■ WORK TO BE COMPLETED
Among the entries below, how many lines include the string "match"? Answer with only the number.

Dataset entries
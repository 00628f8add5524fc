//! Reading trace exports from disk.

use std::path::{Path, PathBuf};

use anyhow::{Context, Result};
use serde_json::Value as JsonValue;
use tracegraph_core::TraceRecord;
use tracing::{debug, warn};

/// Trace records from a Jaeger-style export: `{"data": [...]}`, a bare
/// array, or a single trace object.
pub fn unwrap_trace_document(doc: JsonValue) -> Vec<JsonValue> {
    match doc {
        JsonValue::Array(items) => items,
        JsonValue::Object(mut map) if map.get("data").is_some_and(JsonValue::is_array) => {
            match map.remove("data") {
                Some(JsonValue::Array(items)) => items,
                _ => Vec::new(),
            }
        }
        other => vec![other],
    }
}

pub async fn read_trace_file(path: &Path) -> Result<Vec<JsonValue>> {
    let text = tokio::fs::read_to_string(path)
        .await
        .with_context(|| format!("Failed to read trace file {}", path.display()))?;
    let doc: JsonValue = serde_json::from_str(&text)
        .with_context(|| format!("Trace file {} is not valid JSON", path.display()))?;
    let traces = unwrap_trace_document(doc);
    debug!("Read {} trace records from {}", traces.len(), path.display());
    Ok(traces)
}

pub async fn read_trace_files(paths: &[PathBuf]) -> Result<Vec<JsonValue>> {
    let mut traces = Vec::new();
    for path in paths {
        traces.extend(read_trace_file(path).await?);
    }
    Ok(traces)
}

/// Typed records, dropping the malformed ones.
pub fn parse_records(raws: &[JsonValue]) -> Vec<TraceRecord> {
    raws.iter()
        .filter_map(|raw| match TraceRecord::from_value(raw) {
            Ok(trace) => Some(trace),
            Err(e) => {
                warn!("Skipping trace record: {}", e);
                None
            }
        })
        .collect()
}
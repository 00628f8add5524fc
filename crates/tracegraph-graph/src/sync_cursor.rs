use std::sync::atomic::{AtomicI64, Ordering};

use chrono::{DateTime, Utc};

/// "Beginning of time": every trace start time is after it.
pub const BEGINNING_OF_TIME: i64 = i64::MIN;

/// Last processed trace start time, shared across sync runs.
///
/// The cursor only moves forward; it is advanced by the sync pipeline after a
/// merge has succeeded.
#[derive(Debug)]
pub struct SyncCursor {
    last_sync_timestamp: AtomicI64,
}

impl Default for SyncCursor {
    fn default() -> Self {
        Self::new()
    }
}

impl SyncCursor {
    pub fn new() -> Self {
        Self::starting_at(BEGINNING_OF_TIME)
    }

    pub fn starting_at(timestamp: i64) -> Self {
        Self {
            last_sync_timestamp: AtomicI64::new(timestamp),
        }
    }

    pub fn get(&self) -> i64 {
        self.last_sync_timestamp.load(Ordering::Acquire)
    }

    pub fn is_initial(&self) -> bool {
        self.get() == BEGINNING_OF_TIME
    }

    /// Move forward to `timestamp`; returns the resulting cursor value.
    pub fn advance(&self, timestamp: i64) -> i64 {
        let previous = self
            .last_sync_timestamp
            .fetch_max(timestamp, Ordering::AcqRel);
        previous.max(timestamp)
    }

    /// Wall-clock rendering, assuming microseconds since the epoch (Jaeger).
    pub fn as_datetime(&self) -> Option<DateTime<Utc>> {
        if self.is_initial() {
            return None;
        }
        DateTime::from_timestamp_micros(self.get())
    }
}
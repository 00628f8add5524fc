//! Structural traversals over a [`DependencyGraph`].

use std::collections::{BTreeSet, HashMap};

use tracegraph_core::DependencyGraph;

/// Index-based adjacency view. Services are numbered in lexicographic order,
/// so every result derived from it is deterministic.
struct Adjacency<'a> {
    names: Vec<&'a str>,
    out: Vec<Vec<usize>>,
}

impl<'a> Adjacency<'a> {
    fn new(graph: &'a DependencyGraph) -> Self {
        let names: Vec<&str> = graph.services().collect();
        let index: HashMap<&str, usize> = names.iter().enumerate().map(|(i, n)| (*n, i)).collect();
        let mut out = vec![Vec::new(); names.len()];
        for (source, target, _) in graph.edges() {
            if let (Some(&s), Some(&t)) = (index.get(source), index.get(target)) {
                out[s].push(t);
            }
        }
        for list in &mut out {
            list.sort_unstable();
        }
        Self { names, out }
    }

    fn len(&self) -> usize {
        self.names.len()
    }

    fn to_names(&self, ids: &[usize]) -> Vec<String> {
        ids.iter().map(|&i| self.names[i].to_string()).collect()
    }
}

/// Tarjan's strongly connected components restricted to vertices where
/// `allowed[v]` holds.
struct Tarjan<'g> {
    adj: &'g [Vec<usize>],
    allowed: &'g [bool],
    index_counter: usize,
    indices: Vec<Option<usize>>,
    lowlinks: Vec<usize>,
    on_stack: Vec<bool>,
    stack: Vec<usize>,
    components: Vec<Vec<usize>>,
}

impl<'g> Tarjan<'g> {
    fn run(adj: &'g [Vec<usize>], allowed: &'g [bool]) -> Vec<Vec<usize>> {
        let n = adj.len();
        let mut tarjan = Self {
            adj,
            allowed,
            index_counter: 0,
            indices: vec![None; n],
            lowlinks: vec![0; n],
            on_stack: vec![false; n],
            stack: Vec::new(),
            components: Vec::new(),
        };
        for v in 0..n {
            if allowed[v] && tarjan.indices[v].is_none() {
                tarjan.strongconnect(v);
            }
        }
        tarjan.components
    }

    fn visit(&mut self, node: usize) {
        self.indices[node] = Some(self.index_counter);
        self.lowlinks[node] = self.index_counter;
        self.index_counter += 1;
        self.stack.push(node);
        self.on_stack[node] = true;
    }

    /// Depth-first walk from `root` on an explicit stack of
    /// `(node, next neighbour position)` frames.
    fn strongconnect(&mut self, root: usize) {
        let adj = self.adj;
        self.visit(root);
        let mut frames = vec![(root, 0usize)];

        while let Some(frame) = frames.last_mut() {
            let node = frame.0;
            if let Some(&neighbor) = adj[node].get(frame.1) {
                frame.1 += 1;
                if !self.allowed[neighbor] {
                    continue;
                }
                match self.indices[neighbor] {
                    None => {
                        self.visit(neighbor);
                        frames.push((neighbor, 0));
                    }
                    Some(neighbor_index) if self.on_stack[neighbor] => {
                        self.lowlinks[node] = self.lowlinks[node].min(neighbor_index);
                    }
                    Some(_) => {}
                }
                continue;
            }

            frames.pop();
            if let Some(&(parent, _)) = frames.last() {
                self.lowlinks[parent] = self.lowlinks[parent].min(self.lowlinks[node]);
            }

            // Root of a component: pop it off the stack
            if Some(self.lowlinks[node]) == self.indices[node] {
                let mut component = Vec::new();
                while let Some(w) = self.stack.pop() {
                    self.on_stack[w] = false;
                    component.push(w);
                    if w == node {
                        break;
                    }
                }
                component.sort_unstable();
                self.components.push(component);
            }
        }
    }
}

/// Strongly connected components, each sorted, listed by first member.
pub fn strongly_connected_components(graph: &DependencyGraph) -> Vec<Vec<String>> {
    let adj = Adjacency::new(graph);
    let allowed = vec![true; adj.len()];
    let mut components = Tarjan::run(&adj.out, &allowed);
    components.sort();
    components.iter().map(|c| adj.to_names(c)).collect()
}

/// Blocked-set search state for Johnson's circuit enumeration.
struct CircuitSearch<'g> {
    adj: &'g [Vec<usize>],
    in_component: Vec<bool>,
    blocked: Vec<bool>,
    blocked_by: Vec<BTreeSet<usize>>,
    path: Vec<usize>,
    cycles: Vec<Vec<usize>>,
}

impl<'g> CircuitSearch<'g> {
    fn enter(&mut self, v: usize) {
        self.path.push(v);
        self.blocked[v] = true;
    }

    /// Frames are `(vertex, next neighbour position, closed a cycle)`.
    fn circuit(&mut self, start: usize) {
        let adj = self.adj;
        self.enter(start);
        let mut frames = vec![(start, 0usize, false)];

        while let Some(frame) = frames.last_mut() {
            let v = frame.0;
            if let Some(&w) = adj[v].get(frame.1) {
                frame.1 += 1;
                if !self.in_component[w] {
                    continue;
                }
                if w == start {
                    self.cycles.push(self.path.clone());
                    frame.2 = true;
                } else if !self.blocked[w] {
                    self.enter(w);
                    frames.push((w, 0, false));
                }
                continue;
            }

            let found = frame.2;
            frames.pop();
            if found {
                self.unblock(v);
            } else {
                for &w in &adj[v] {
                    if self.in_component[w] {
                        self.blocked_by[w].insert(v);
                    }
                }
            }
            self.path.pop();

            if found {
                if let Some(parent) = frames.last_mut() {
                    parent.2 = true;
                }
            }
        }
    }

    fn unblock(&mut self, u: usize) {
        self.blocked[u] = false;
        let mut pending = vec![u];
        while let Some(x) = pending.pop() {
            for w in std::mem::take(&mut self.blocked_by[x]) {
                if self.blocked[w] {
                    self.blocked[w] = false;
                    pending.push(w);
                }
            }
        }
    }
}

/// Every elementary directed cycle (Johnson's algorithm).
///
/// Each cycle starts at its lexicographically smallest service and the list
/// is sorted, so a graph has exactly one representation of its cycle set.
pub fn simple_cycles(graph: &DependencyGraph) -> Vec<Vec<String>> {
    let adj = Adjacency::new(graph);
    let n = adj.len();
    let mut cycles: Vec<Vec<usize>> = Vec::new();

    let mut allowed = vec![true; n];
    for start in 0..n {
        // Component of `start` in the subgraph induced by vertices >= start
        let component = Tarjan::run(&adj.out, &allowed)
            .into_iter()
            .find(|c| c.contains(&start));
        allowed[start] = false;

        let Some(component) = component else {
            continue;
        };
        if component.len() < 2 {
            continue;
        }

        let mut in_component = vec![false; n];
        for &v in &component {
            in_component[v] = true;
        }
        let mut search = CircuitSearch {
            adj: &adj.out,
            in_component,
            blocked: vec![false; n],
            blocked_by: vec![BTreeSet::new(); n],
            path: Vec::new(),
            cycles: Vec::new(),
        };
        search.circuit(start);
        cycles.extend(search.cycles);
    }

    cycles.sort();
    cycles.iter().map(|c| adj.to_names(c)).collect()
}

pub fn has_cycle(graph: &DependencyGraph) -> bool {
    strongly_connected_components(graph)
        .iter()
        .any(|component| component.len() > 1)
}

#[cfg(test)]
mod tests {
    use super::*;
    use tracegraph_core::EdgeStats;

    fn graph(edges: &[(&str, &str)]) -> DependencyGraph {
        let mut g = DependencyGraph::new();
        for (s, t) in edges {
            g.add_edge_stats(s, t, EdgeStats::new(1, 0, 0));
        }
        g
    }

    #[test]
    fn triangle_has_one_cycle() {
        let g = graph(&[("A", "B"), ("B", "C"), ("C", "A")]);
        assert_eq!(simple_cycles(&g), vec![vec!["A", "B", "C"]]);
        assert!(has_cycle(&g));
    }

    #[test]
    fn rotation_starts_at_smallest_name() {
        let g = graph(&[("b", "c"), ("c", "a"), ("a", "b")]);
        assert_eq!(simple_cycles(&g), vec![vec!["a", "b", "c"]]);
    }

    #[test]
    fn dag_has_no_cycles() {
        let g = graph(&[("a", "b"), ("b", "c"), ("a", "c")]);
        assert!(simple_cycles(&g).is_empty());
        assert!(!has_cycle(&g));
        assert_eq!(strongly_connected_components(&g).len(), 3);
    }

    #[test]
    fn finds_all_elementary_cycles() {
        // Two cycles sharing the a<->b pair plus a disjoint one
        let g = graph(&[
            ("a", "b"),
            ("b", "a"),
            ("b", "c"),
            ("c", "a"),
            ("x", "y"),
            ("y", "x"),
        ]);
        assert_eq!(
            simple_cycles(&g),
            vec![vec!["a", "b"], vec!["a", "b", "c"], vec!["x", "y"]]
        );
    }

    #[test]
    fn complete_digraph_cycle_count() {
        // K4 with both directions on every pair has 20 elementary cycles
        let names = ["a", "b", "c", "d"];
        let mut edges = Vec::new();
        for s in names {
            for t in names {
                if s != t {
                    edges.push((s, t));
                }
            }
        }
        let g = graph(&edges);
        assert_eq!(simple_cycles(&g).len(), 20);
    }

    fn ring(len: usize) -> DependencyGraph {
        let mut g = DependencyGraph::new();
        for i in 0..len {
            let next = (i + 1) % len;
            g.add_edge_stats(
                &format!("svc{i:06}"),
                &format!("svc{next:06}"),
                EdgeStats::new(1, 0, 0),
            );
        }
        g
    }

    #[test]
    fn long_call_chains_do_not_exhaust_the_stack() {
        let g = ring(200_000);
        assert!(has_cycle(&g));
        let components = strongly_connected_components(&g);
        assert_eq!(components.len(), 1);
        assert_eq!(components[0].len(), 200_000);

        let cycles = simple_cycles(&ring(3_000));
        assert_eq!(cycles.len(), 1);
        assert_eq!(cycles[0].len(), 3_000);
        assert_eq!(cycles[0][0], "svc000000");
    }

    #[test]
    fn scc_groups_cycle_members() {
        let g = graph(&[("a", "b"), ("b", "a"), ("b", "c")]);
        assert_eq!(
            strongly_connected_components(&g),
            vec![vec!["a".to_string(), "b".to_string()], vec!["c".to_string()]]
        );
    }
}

■ TASK OUTPUT
4